Last month, the IOC launched a new, streamlined procedure for choosing a feasible and cost-effective host city for the 2026 Winter Olympics/Paralympics.
The dialogue stage is non-committal, meaning interested cities do not have to submit formal proposals or presentations. Through the dialogue process, Sapporo will make a final decision on whether to proceed with the bid.
As the city enters the dialogue stage, Sapporo will have opportunities to have discussions with IOC experts and take part in the IOC’s observer program at the 2018 Peyongchang Winter Olympics. It will also draw up more elaborate hosting plans, including cost-cutting schemes, during the stage.
“We would like to receive advice from the IOC by participating in working sessions to polish our hosting plans,” Akimoto said at a news conference.
After the dialogue stage, the procedure will enter the candidature stage, where the selected cities will work more closely with the IOC to ensure the best possible delivery and legacy plans for the Olympics. The cities will be decided at the IOC board meeting next October and will be asked to turn in a single candidature file to the IOC in January, 2019.

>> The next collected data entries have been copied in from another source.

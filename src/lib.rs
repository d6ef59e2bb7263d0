//! Chainshot - a grid arcade game of splitting enemy chains
//!
//! Core modules:
//! - `sim`: Deterministic simulation (entities, collisions, scoring)
//! - `renderer`: Semantic sprite extraction for the drawing layer
//! - `audio`: Sound event vocabulary and sink boundary
//! - `highscores`: Leaderboard with text-file persistence
//! - `settings`: Player preferences

pub mod audio;
pub mod highscores;
pub mod renderer;
pub mod settings;
pub mod sim;

pub use highscores::HighScores;
pub use settings::Settings;

/// Game configuration constants
pub mod consts {
    /// Fixed simulation timestep (120 Hz)
    pub const SIM_DT: f32 = 1.0 / 120.0;
    /// Maximum substeps per frame to prevent spiral of death
    pub const MAX_SUBSTEPS: u32 = 8;

    /// Play field dimensions (pixels)
    pub const FIELD_W: f32 = 960.0;
    pub const FIELD_H: f32 = 960.0;
    /// Grid cell size (pixels); every actor occupies one cell-sized box
    pub const CELL: f32 = 32.0;
    pub const GAME_ROWS: usize = 30;
    pub const GAME_COLS: usize = 30;

    /// Top edge of the bottom band. Chain impacts below this line leave
    /// hazardous obstacles, and the detached-head spawner arms here.
    pub const BOTTOM_BAND_Y: f32 = FIELD_H - 6.0 * CELL;
    /// Lowest row an actor can occupy before the banded descent reverses
    pub const DESCENT_FLOOR_Y: f32 = FIELD_H - CELL;

    /// Player movement speed (pixels per second, scaled by frame time)
    pub const PLAYER_SPEED: f32 = 200.0;
    /// Upper edge of the band reserved for the player (bottom 5 rows)
    pub const PLAYER_MIN_Y: f32 =
        (GAME_COLS as f32 - 5.0) / GAME_COLS as f32 * (FIELD_H - CELL);
    pub const START_LIVES: u8 = 3;
    pub const MAX_LIVES: u8 = 6;
    pub const MAX_SCORE: u32 = 999_999;
    /// Seconds of invulnerability after taking a hit
    pub const INVULN_TIME: f32 = 2.0;
    /// Seconds between walk-cycle frames
    pub const ANIM_FRAME_TIME: f32 = 0.1;
    pub const PLAYER_FRAMES: u8 = 4;
    /// Cumulative score thresholds that grant an extra life
    pub const LIFE_THRESHOLDS: [u32; 3] = [10_000, 20_000, 50_000];

    /// Projectile step gate (seconds) and per-step rise (pixels)
    pub const PROJECTILE_GATE: f32 = 0.02;
    pub const PROJECTILE_STEP: f32 = 20.0;

    /// Chain layout and per-tick sub-pixel steps. Steps are constant per
    /// tick, not scaled by frame time: perceived speed is a function of the
    /// tick rate and that coupling is contractual.
    pub const CHAIN_LEN: usize = 12;
    pub const CHAIN_STEP: f32 = 0.1;
    pub const HEAD_POOL: usize = 12;
    pub const HEAD_STEP: f32 = 0.11;
    /// Seconds between detached-head spawns once armed
    pub const HEAD_SPAWN_COOLDOWN: f32 = 5.0;

    /// Obstacle field capacity (hard cap; overflow appends are dropped)
    pub const MAX_OBSTACLES: usize = 50;
    /// Initial obstacle count is drawn from [MIN_OBSTACLES, MIN + SPREAD]
    pub const MIN_OBSTACLES: usize = 20;
    pub const OBSTACLE_SPREAD: usize = 10;

    /// Roaming enemy per-tick steps
    pub const DROPPER_STEP: f32 = 0.1;
    pub const BOUNCER_STEP: f32 = 0.05;
    pub const SWEEPER_STEP: f32 = 0.2;
    /// Seconds the diagonal bouncer lingers on screen after a lethal hit
    pub const BOUNCER_LINGER: f32 = 0.5;
}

The host city will be announced at the IOC session meeting in Milan, Italy, in September, 2019.
Pyeongchang, South Korea, is due to host the upcoming Winter Games in February. Beijing, China’s capital, will have the next Winter Olympics/Paralympics. So if Sapporo wins the bid, it would be the third straight Asian city to host the Winter Games.
Akimoto admitted he has heard concerns over the same region hosting consecutive Winter Olympics/Paralympics. He hinted the city could withdraw from the bidding process depending on what other cities in the world are also in the running and other considerations.
Takeda said it is difficult at this point for the JOC to predict what kind of bidding war it will be in 2019, yet added the 1972 Winter Games hosts are well qualified to stage the event again.
“The 1972 Olympics was a big success and I vividly remember that,” Takeda said. “And the legacy has been passed down by the citizens.”
Takeda added: “There are not many cities in the world that can host the Winter Olympics, in fact it’s decreasing. Sapporo has hosted the Winter Asian Games and it’s a great winter city. I am certain they would host a great Olympic Games.”
He said the JOC and Sapporo could raise their hands for the 2030 Winter Games if they determine there is little chance of winning the 2026 edition.
Sapporo was the first Japanese and Asian city to ever host the Winter Olympics in 1972 (the Winter Paralympics began in 1976). The city plans to reutilize the majority of the facilities used for the 1972 Games, it will renovate them, to reduce the costs, which could be between an estimated ¥432.8 billion and ¥456.5 billion according to the city’s hosting plans.
Among other cities that could run for the 2026 Games are Salt Lake City, Calgary, Sion, Switzerland and Lillehammer, Norway.
Stockholm and Innsbruck, Austria, recently decided against pursuing bids.
Yamaya said that Hokkaido would support the bid for Sapporo and hopes to make the island more of a “sports nation” with a boost from the Olympic movement.
The last Japanese host city was Nagano, which hosted the 1998 Winter Olympics/Paralympics.